Phytophthora root and stem rot (PRSR) caused by the oomycete pathogen Phytophthora sojae, is a prevalent soybean disease in most soybean growing regions throughout the world. It was estimated that PRSR caused an annual yield loss of approximately 44.7 million bu from 1996 to 2009 in the United States (Wrather and Koenning 2006, 2009). In certain year with heavy rainfall and poor drainage, the yield losses could reach 100 % in the affected fields. In the past decades, soybean yield losses to P. sojae have been limited by incorporating Rps genes conferring resistance to prevalent races of the pathogen into elite cultivars. Today, deploying resistant cultivars remains the most effective, economical, and environmental friendly approach to managing this disease.

So far a total of 20 Rps loci including 26 alleles have been identified, which are distributed on seven chromosomes (Hanson et al. 1988; Anderson and Buzzell 1992; Polzin et al. 1994; Demirbas et al. 2001; Gardner et al. 2001; Weng et al. 2001; Gao et al. 2005; Sandhu et al. 2004, 2005; Gordon et al. 2006; Sugimoto et al. 2008; Fan et al. 2009; Yao et al. 2010; Wu et al. 2011; Sun et al. 2011; Lin et al. 2013; Zhang et al. 2013; Ping et al. 2016). The Rps1 locus including five alleles (Rps1-a, Rps1-b, Rps1-c, Rps1-d, and Rps1-k), Rps7, Rps9, RpsYu25, RpsYD29, and RpsUN1 are located on the short arm of chromosome 3. Rps2 and RpsUN2 are located on the long arm of chromosome 16. The Rps3 locus including three “so-called” alleles (Rps3-a, Rps3-b, and Rps3-c), which is either linked to or allelic with Rps8, is located on chromosome 13. Rps4, Rps5, and Rps6 are linked and located on chromosome 18. Rps11 is located on the short arm of chromosome 7. Because many of these Rps loci were genetically anchored to linkage groups (LGs) or chromosomes using different types/sets of molecular markers and mapping populations of relatively small sizes, the order of most Rps loci on a same chromosome and their relative distances remain blurry. In addition, the multiple alleles at the Rps1 or Rps3 locus were roughly defined by such markers and populations without further fine-scale mapping using same sets of molecular markers, as such, whether they are really allelic with each other or they actually belong to different loci is also unclear. Fine mapping of these genes/alleles would enable more accurate definition of these genes/alleles and marker-assisted selection for breeding new cultivars resistant to P. sojae.
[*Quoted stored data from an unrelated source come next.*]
// Copyright (c) 2025 Geoffrey Huntley <ghuntley@ghuntley.com>. All rights reserved.
// SPDX-License-Identifier: Proprietary

//! Merges the client's default hit with a per-call hit into the flat
//! string map that gets posted.
//!
//! Two different override rules apply, and the asymmetry is intentional:
//! named parameters fall back to the default only when the hit's own value
//! is empty or absent, while custom dimensions and metrics always take the
//! hit's value on an index collision, even an empty one.

use std::collections::BTreeMap;

use crate::hit::Hit;

/// Produces the posted-parameter map for one hit.
///
/// Neither input is mutated; the result is built fresh on every call.
/// Emptiness means absent or zero-length. A parameter that is empty in
/// both inputs is emitted as the hit's empty string when the hit carries
/// it, and omitted entirely when only the default does.
pub fn merge(defaults: &Hit, hit: &Hit) -> BTreeMap<String, String> {
	let mut posted = BTreeMap::new();

	for (param, value) in hit.params() {
		posted.insert(param.wire_name().to_string(), value.clone());
	}

	for (param, fallback) in defaults.params() {
		if fallback.is_empty() {
			continue;
		}
		if hit.param(*param).is_none_or(str::is_empty) {
			posted.insert(param.wire_name().to_string(), fallback.clone());
		}
	}

	for (index, value) in defaults.custom_dimensions() {
		posted.insert(format!("cd{index}"), value.clone());
	}
	for (index, value) in hit.custom_dimensions() {
		posted.insert(format!("cd{index}"), value.clone());
	}

	for (index, value) in defaults.custom_metrics() {
		posted.insert(format!("cm{index}"), value.clone());
	}
	for (index, value) in hit.custom_metrics() {
		posted.insert(format!("cm{index}"), value.clone());
	}

	posted
}
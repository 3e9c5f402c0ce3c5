// Copyright (c) 2025 Geoffrey Huntley <ghuntley@ghuntley.com>. All rights reserved.
// SPDX-License-Identifier: Proprietary

//! End-to-end tests for the reqwest transport against a stub server.

use beacon::{Beacon, Config, Hit};
use wiremock::matchers::{body_string_contains, header, method, path};
use wiremock::{Mock, MockServer, ResponseTemplate};

async fn client_for(server: &MockServer, config: Config) -> Beacon {
	let config = config
		.with_endpoint(&format!("{}/collect", server.uri()))
		.expect("mock server URI is valid");
	Beacon::builder("UA-44034973-2")
		.with_config(config)
		.build()
		.expect("client builds")
}

#[tokio::test]
async fn posts_form_encoded_hit_and_surfaces_status() {
	let server = MockServer::start().await;
	Mock::given(method("POST"))
		.and(path("/collect"))
		.and(header(
			"content-type",
			"application/x-www-form-urlencoded",
		))
		.and(body_string_contains("t=pageview"))
		.and(body_string_contains("tid=UA-44034973-2"))
		.and(body_string_contains("dt=Search"))
		.respond_with(ResponseTemplate::new(200))
		.mount(&server)
		.await;

	let client = client_for(&server, Config::default()).await;
	let response = client
		.post(&Hit::pageview("https://www.google.com", "Search"))
		.await;

	assert_eq!(response.status(), Some(200));
	assert!(response.was_sent());
}

#[tokio::test]
async fn custom_dimensions_reach_the_wire() {
	let server = MockServer::start().await;
	Mock::given(method("POST"))
		.and(path("/collect"))
		.and(body_string_contains("cd1=foo"))
		.and(body_string_contains("cd5=alice"))
		.and(body_string_contains("cm2=42"))
		.respond_with(ResponseTemplate::new(200))
		.mount(&server)
		.await;

	let client = client_for(&server, Config::default()).await;
	client.set_default_hit(Hit::defaults().custom_dimension(1, "foo"));

	let response = client
		.post(
			&Hit::appview()
				.custom_dimension(5, "alice")
				.custom_metric(2, "42"),
		)
		.await;

	assert_eq!(response.status(), Some(200));
}

#[tokio::test]
async fn server_error_status_is_reported_not_raised() {
	let server = MockServer::start().await;
	Mock::given(method("POST"))
		.and(path("/collect"))
		.respond_with(ResponseTemplate::new(500))
		.mount(&server)
		.await;

	let client = client_for(&server, Config::default()).await;
	let response = client.post(&Hit::appview()).await;

	// A 5xx is still a completed exchange; the swallow policy applies to
	// transport failures, not unhappy status codes.
	assert_eq!(response.status(), Some(500));
}

#[tokio::test]
async fn unreachable_endpoint_yields_unsent_response() {
	// Nothing listens on this port; reqwest fails to connect.
	let config = Config::default()
		.with_endpoint("http://127.0.0.1:9/collect")
		.expect("static URL parses");
	let client = Beacon::builder("UA-1")
		.with_config(config)
		.build()
		.expect("client builds");

	let response = client.post(&Hit::appview()).await;

	assert_eq!(response.status(), None);
	assert!(!response.was_sent());
	assert!(!response.posted_params().is_empty());
}

#[tokio::test]
async fn configured_user_agent_is_sent() {
	let server = MockServer::start().await;
	Mock::given(method("POST"))
		.and(path("/collect"))
		.and(header("user-agent", "beacon-test/1.0"))
		.respond_with(ResponseTemplate::new(200))
		.mount(&server)
		.await;

	let client = client_for(
		&server,
		Config::default().with_user_agent("beacon-test/1.0"),
	)
	.await;
	let response = client.post(&Hit::appview()).await;

	assert_eq!(response.status(), Some(200));
}

#[tokio::test]
async fn concurrent_async_posts_all_arrive() {
	let server = MockServer::start().await;
	Mock::given(method("POST"))
		.and(path("/collect"))
		.respond_with(ResponseTemplate::new(200))
		.expect(8)
		.mount(&server)
		.await;

	let client = client_for(
		&server,
		Config::default().with_max_concurrent_posts(2),
	)
	.await;

	let handles: Vec<_> = (0..8)
		.map(|i| client.post_async(Hit::event("load", "test").event_value(i)))
		.collect();
	for handle in handles {
		let response = handle.wait().await.expect("post completes");
		assert_eq!(response.status(), Some(200));
	}
}
// Copyright (c) 2025 Geoffrey Huntley <ghuntley@ghuntley.com>. All rights reserved.
// SPDX-License-Identifier: Proprietary

//! The transport seam: one form-encoded POST per hit.
//!
//! Implementations are injected at client construction; [`HttpTransport`]
//! is the reqwest-backed default. Tests swap in a recording fake.

use std::collections::BTreeMap;

use async_trait::async_trait;
use url::Url;

use crate::config::Config;
use crate::error::{BeaconError, Result};

/// Sends one hit's posted parameters to the collection endpoint.
#[async_trait]
pub trait Transport: Send + Sync {
	/// POSTs `params` as an `application/x-www-form-urlencoded` body and
	/// returns the HTTP status code.
	async fn send(&self, params: &BTreeMap<String, String>) -> Result<u16>;
}

/// Default transport backed by a shared reqwest client.
///
/// The client (and its connection pool) is built once per `Beacon`
/// instance; pool sizing follows the configured concurrency limit so each
/// potential in-flight post has a connection slot.
pub struct HttpTransport {
	client: reqwest::Client,
	endpoint: Url,
}

impl HttpTransport {
	/// Builds the transport from client configuration.
	pub fn from_config(config: &Config) -> Result<Self> {
		let mut builder = reqwest::Client::builder()
			.pool_max_idle_per_host(config.effective_pool_size())
			.timeout(config.request_timeout);

		if let Some(user_agent) = &config.user_agent {
			builder = builder.user_agent(user_agent.clone());
		}

		if let Some(proxy) = &config.proxy {
			let mut http_proxy = reqwest::Proxy::all(proxy.url())
				.map_err(|e| BeaconError::InvalidProxy(e.to_string()))?;
			if let Some(username) = &proxy.username {
				http_proxy =
					http_proxy.basic_auth(username, proxy.password.as_deref().unwrap_or(""));
			}
			builder = builder.proxy(http_proxy);
		}

		let client = builder.build().map_err(BeaconError::ClientBuild)?;
		Ok(Self {
			client,
			endpoint: config.endpoint.clone(),
		})
	}
}

#[async_trait]
impl Transport for HttpTransport {
	async fn send(&self, params: &BTreeMap<String, String>) -> Result<u16> {
		let response = self
			.client
			.post(self.endpoint.clone())
			.form(params)
			.send()
			.await?;
		Ok(response.status().as_u16())
	}
}
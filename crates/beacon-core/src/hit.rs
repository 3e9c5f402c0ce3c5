// Copyright (c) 2025 Geoffrey Huntley <ghuntley@ghuntley.com>. All rights reserved.
// SPDX-License-Identifier: Proprietary

//! The `Hit` builder: one analytics event waiting to be posted.
//!
//! A hit is a bag of [`Param`] values plus free-form custom dimension and
//! metric maps. Values are plain strings on the wire, so the typed setters
//! here are conveniences, not validation. An empty string is treated the
//! same as an absent value by the merge engine.

use std::collections::{BTreeMap, HashMap};

use uuid::Uuid;

use crate::hit_type::HitType;
use crate::param::Param;

/// One analytics event, built fluently and consumed by `post`.
///
/// # Example
///
/// ```
/// use beacon_core::Hit;
///
/// let hit = Hit::pageview("https://example.com/pricing", "Pricing")
///     .client_id("5c3e")
///     .custom_dimension(2, "beta-cohort");
/// ```
#[derive(Debug, Clone)]
pub struct Hit {
	hit_type: HitType,
	params: HashMap<Param, String>,
	dimensions: BTreeMap<u32, String>,
	metrics: BTreeMap<u32, String>,
}

impl Hit {
	/// Creates a hit of the given type, seeding the protocol version and
	/// the `t` parameter.
	pub fn new(hit_type: HitType) -> Self {
		let mut params = HashMap::new();
		params.insert(Param::ProtocolVersion, "1".to_string());
		params.insert(Param::HitType, hit_type.wire_value().to_string());
		Self {
			hit_type,
			params,
			dimensions: BTreeMap::new(),
			metrics: BTreeMap::new(),
		}
	}

	/// Creates the fallback hit held by the client.
	///
	/// Defaults carry no `t` parameter of their own (the per-hit value is
	/// always present and wins) and seed a random UUID client id, so hosts
	/// that never assign ids still produce distinguishable sessions.
	pub fn defaults() -> Self {
		let mut params = HashMap::new();
		params.insert(Param::ProtocolVersion, "1".to_string());
		params.insert(Param::ClientId, Uuid::new_v4().to_string());
		Self {
			hit_type: HitType::Pageview,
			params,
			dimensions: BTreeMap::new(),
			metrics: BTreeMap::new(),
		}
	}

	/// A pageview hit for the given document URL and title.
	pub fn pageview(url: impl Into<String>, title: impl Into<String>) -> Self {
		Self::new(HitType::Pageview)
			.document_url(url)
			.document_title(title)
	}

	/// An appview hit; pair with [`Hit::application_name`] and friends.
	pub fn appview() -> Self {
		Self::new(HitType::Appview)
	}

	/// An event hit with the given category and action.
	pub fn event(category: impl Into<String>, action: impl Into<String>) -> Self {
		Self::new(HitType::Event)
			.event_category(category)
			.event_action(action)
	}

	/// An e-commerce item hit tied to a transaction.
	pub fn item(transaction_id: impl Into<String>, name: impl Into<String>) -> Self {
		Self::new(HitType::Item)
			.transaction_id(transaction_id)
			.item_name(name)
	}

	/// An e-commerce transaction hit.
	pub fn transaction(transaction_id: impl Into<String>) -> Self {
		Self::new(HitType::Transaction).transaction_id(transaction_id)
	}

	/// A social interaction hit.
	pub fn social(
		network: impl Into<String>,
		action: impl Into<String>,
		target: impl Into<String>,
	) -> Self {
		Self::new(HitType::Social)
			.social_network(network)
			.social_action(action)
			.social_action_target(target)
	}

	/// A user timing hit.
	pub fn timing() -> Self {
		Self::new(HitType::Timing)
	}

	/// An exception hit with the given description.
	pub fn exception(description: impl Into<String>) -> Self {
		Self::new(HitType::Exception).exception_description(description)
	}

	/// Returns the hit type assigned at construction.
	pub fn hit_type(&self) -> HitType {
		self.hit_type
	}

	/// Returns the value of a parameter, if present.
	pub fn param(&self, param: Param) -> Option<&str> {
		self.params.get(&param).map(String::as_str)
	}

	/// Returns the full parameter map.
	pub fn params(&self) -> &HashMap<Param, String> {
		&self.params
	}

	/// Returns the custom dimension map (index, value).
	pub fn custom_dimensions(&self) -> &BTreeMap<u32, String> {
		&self.dimensions
	}

	/// Returns the custom metric map (index, value).
	pub fn custom_metrics(&self) -> &BTreeMap<u32, String> {
		&self.metrics
	}

	/// Sets a parameter in place.
	pub fn set(&mut self, param: Param, value: impl Into<String>) {
		self.params.insert(param, value.into());
	}

	/// Sets a parameter, fluent form.
	pub fn with(mut self, param: Param, value: impl Into<String>) -> Self {
		self.set(param, value);
		self
	}

	/// Sets the custom dimension at `index`, posted as `cd<index>`.
	pub fn custom_dimension(mut self, index: u32, value: impl Into<String>) -> Self {
		self.dimensions.insert(index, value.into());
		self
	}

	/// Sets the custom metric at `index`, posted as `cm<index>`.
	pub fn custom_metric(mut self, index: u32, value: impl Into<String>) -> Self {
		self.metrics.insert(index, value.into());
		self
	}

	/// Sets the tracking id (`tid`).
	pub fn tracking_id(self, value: impl Into<String>) -> Self {
		self.with(Param::TrackingId, value)
	}

	/// Sets the client id (`cid`).
	pub fn client_id(self, value: impl Into<String>) -> Self {
		self.with(Param::ClientId, value)
	}

	/// Sets the user id (`uid`).
	pub fn user_id(self, value: impl Into<String>) -> Self {
		self.with(Param::UserId, value)
	}

	/// Sets the originating IP address (`uip`).
	pub fn user_ip(self, value: impl Into<String>) -> Self {
		self.with(Param::UserIp, value)
	}

	/// Sets the user agent override (`ua`).
	pub fn user_agent(self, value: impl Into<String>) -> Self {
		self.with(Param::UserAgent, value)
	}

	/// Requests IP anonymization (`aip`).
	pub fn anonymize_ip(self, value: bool) -> Self {
		self.with(Param::AnonymizeIp, if value { "1" } else { "0" })
	}

	/// Sets the queue time in milliseconds (`qt`).
	pub fn queue_time(self, millis: u64) -> Self {
		self.with(Param::QueueTime, millis.to_string())
	}

	/// Sets the cache buster (`z`).
	pub fn cache_buster(self, value: impl Into<String>) -> Self {
		self.with(Param::CacheBuster, value)
	}

	/// Sets the document referrer (`dr`).
	pub fn document_referrer(self, value: impl Into<String>) -> Self {
		self.with(Param::DocumentReferrer, value)
	}

	/// Sets the full document URL (`dl`).
	pub fn document_url(self, value: impl Into<String>) -> Self {
		self.with(Param::DocumentUrl, value)
	}

	/// Sets the document host name (`dh`).
	pub fn document_host_name(self, value: impl Into<String>) -> Self {
		self.with(Param::DocumentHostName, value)
	}

	/// Sets the document path (`dp`).
	pub fn document_path(self, value: impl Into<String>) -> Self {
		self.with(Param::DocumentPath, value)
	}

	/// Sets the document title (`dt`).
	pub fn document_title(self, value: impl Into<String>) -> Self {
		self.with(Param::DocumentTitle, value)
	}

	/// Sets the screen name (`cd`).
	pub fn screen_name(self, value: impl Into<String>) -> Self {
		self.with(Param::ScreenName, value)
	}

	/// Sets the screen resolution (`sr`).
	pub fn screen_resolution(self, value: impl Into<String>) -> Self {
		self.with(Param::ScreenResolution, value)
	}

	/// Sets the viewport size (`vp`).
	pub fn viewport_size(self, value: impl Into<String>) -> Self {
		self.with(Param::ViewportSize, value)
	}

	/// Sets the document encoding (`de`).
	pub fn document_encoding(self, value: impl Into<String>) -> Self {
		self.with(Param::DocumentEncoding, value)
	}

	/// Sets the user language (`ul`).
	pub fn user_language(self, value: impl Into<String>) -> Self {
		self.with(Param::UserLanguage, value)
	}

	/// Sets the application name (`an`).
	pub fn application_name(self, value: impl Into<String>) -> Self {
		self.with(Param::ApplicationName, value)
	}

	/// Sets the application version (`av`).
	pub fn application_version(self, value: impl Into<String>) -> Self {
		self.with(Param::ApplicationVersion, value)
	}

	/// Sets the application id (`aid`).
	pub fn application_id(self, value: impl Into<String>) -> Self {
		self.with(Param::ApplicationId, value)
	}

	/// Sets the event category (`ec`).
	pub fn event_category(self, value: impl Into<String>) -> Self {
		self.with(Param::EventCategory, value)
	}

	/// Sets the event action (`ea`).
	pub fn event_action(self, value: impl Into<String>) -> Self {
		self.with(Param::EventAction, value)
	}

	/// Sets the event label (`el`).
	pub fn event_label(self, value: impl Into<String>) -> Self {
		self.with(Param::EventLabel, value)
	}

	/// Sets the event value (`ev`).
	pub fn event_value(self, value: i64) -> Self {
		self.with(Param::EventValue, value.to_string())
	}

	/// Sets the transaction id (`ti`).
	pub fn transaction_id(self, value: impl Into<String>) -> Self {
		self.with(Param::TransactionId, value)
	}

	/// Sets the transaction affiliation (`ta`).
	pub fn transaction_affiliation(self, value: impl Into<String>) -> Self {
		self.with(Param::TransactionAffiliation, value)
	}

	/// Sets the transaction revenue (`tr`).
	pub fn transaction_revenue(self, value: f64) -> Self {
		self.with(Param::TransactionRevenue, value.to_string())
	}

	/// Sets the transaction shipping cost (`ts`).
	pub fn transaction_shipping(self, value: f64) -> Self {
		self.with(Param::TransactionShipping, value.to_string())
	}

	/// Sets the transaction tax (`tt`).
	pub fn transaction_tax(self, value: f64) -> Self {
		self.with(Param::TransactionTax, value.to_string())
	}

	/// Sets the currency code (`cu`).
	pub fn currency_code(self, value: impl Into<String>) -> Self {
		self.with(Param::CurrencyCode, value)
	}

	/// Sets the item name (`in`).
	pub fn item_name(self, value: impl Into<String>) -> Self {
		self.with(Param::ItemName, value)
	}

	/// Sets the item unit price (`ip`).
	pub fn item_price(self, value: f64) -> Self {
		self.with(Param::ItemPrice, value.to_string())
	}

	/// Sets the item quantity (`iq`).
	pub fn item_quantity(self, value: u64) -> Self {
		self.with(Param::ItemQuantity, value.to_string())
	}

	/// Sets the item code / SKU (`ic`).
	pub fn item_code(self, value: impl Into<String>) -> Self {
		self.with(Param::ItemCode, value)
	}

	/// Sets the item category (`iv`).
	pub fn item_category(self, value: impl Into<String>) -> Self {
		self.with(Param::ItemCategory, value)
	}

	/// Sets the social network (`sn`).
	pub fn social_network(self, value: impl Into<String>) -> Self {
		self.with(Param::SocialNetwork, value)
	}

	/// Sets the social action (`sa`).
	pub fn social_action(self, value: impl Into<String>) -> Self {
		self.with(Param::SocialAction, value)
	}

	/// Sets the social action target (`st`).
	pub fn social_action_target(self, value: impl Into<String>) -> Self {
		self.with(Param::SocialActionTarget, value)
	}

	/// Sets the user timing category (`utc`).
	pub fn user_timing_category(self, value: impl Into<String>) -> Self {
		self.with(Param::UserTimingCategory, value)
	}

	/// Sets the user timing variable name (`utv`).
	pub fn user_timing_variable_name(self, value: impl Into<String>) -> Self {
		self.with(Param::UserTimingVariableName, value)
	}

	/// Sets the user timing duration in milliseconds (`utt`).
	pub fn user_timing_time(self, millis: u64) -> Self {
		self.with(Param::UserTimingTime, millis.to_string())
	}

	/// Sets the user timing label (`utl`).
	pub fn user_timing_label(self, value: impl Into<String>) -> Self {
		self.with(Param::UserTimingLabel, value)
	}

	/// Sets the exception description (`exd`).
	pub fn exception_description(self, value: impl Into<String>) -> Self {
		self.with(Param::ExceptionDescription, value)
	}

	/// Marks the exception as fatal or not (`exf`).
	pub fn exception_fatal(self, value: bool) -> Self {
		self.with(Param::IsExceptionFatal, if value { "1" } else { "0" })
	}

	/// Marks the hit as non-interactive (`ni`).
	pub fn non_interaction(self, value: bool) -> Self {
		self.with(Param::NonInteractionHit, if value { "1" } else { "0" })
	}

	/// Sets the campaign name (`cn`).
	pub fn campaign_name(self, value: impl Into<String>) -> Self {
		self.with(Param::CampaignName, value)
	}

	/// Sets the campaign source (`cs`).
	pub fn campaign_source(self, value: impl Into<String>) -> Self {
		self.with(Param::CampaignSource, value)
	}

	/// Sets the campaign medium (`cm`).
	pub fn campaign_medium(self, value: impl Into<String>) -> Self {
		self.with(Param::CampaignMedium, value)
	}
}
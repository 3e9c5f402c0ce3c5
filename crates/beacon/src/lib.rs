// Copyright (c) 2025 Geoffrey Huntley <ghuntley@ghuntley.com>. All rights reserved.
// SPDX-License-Identifier: Proprietary

//! Fire-and-forget analytics hit client.
//!
//! This crate provides:
//! - A [`Beacon`] client that merges per-hit parameters over a default hit
//!   and POSTs the result as a form-encoded body
//! - Synchronous and bounded-concurrency asynchronous posting, with a
//!   swallow-all delivery policy (telemetry never breaks the host)
//! - A pluggable [`Transport`] seam with a reqwest default
//! - Best-effort local per-hit-type counters
//!
//! # Example
//!
//! ```no_run
//! use beacon::{Beacon, Hit};
//!
//! # async fn example() -> beacon::Result<()> {
//! let client = Beacon::for_app("UA-00000000-1", "Example App", "1.0.0")?;
//!
//! // Fire and forget.
//! client.post_async(Hit::event("signup", "completed"));
//!
//! // Or wait and inspect the outcome.
//! let response = client.post(&Hit::pageview("https://example.com/", "Home")).await;
//! if !response.was_sent() {
//!     // The hit was dropped; no error was raised.
//! }
//! client.close();
//! # Ok(())
//! # }
//! ```

mod client;
mod config;
mod discover;
mod error;
mod response;
mod stats;
mod transport;

pub use beacon_core::{merge, Hit, HitType, Param, ParseHitTypeError};
pub use client::{Beacon, BeaconBuilder, PostHandle};
pub use config::{Config, ProxyConfig, DEFAULT_ENDPOINT};
pub use discover::{EnvironmentDiscoverer, ParameterDiscoverer};
pub use error::{BeaconError, Result};
pub use response::Response;
pub use stats::StatsSnapshot;
pub use transport::{HttpTransport, Transport};
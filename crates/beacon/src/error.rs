// Copyright (c) 2025 Geoffrey Huntley <ghuntley@ghuntley.com>. All rights reserved.
// SPDX-License-Identifier: Proprietary

//! Error types for the beacon client.
//!
//! Errors surface from construction and from the transport seam only.
//! `post` and `post_async` never return one: delivery failures are logged
//! and swallowed so telemetry can never break the host application.

use thiserror::Error;

/// Beacon client errors.
#[derive(Debug, Error)]
pub enum BeaconError {
	/// The configured endpoint is not a valid URL.
	#[error("invalid endpoint URL: {0}")]
	InvalidEndpoint(#[from] url::ParseError),

	/// The proxy configuration was rejected by the HTTP client.
	#[error("invalid proxy configuration: {0}")]
	InvalidProxy(String),

	/// The HTTP client could not be constructed.
	#[error("failed to build HTTP client: {0}")]
	ClientBuild(#[source] reqwest::Error),

	/// The HTTP request failed in flight.
	#[error("HTTP request failed: {0}")]
	Http(#[from] reqwest::Error),

	/// A custom transport implementation failed to deliver the hit.
	#[error("transport error: {0}")]
	Transport(String),
}

/// Result type alias for beacon operations.
pub type Result<T> = std::result::Result<T, BeaconError>;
Among the race-specific Rps genes/alleles that have been identified, Rps1-k, Rps1-c, and Rps3-a are the primary ones deployed for soybean protection in the past few decades. In particular, Rps1-k has been isolated by a map-based cloning approach, and widely used for developing resistant cultivars (Kasuga et al. 1997; Gao et al. 2005). Intriguingly, the two Rps1-k candidate genes, both of which encode nucleotide-binding site-leucine-rich repeat (NBS-LRR) proteins, identified by sequencing three overlapping Bacterial Artificial Chromosome (BAC) clones from Williams 82, could not be found in the Williams 82 soybean reference genome sequence. As a result, functional markers that would most effectively target the causative mutations/genetic variations underlying resistance to P. sojae have not been developed in any of the previously identified Rps genes.

In general, the resistance contributed by individual Rps genes is non-durable. Such genes each, if used alone, would be effective for only 8-15 years due to rapid variation of the pathogen under selection pressure (Schmitthenner 1985). It is thus not surprising that Rps1-k, the most widely deployed Rps genes for breeding commercial soybean cultivars has lost its effectiveness to many emerging isolates of the pathogen (Sugimoto et al. 2012). A promising strategy for breeding more durable resistance is to pyramid multiple, broad-spectrum Rps genes into a single cultivar. However, several Rps genes/alleles are distributed in the same or adjacent genomic regions, and may not be simultaneously tagged unless they are fine mapped or cloned. When multiple Rps gene donors are involved in breeding, defining haplotypes of genomic regions surrounding the target Rps loci would also be essential for design of effective markers to distinguish individual target regions harboring different Rps genes.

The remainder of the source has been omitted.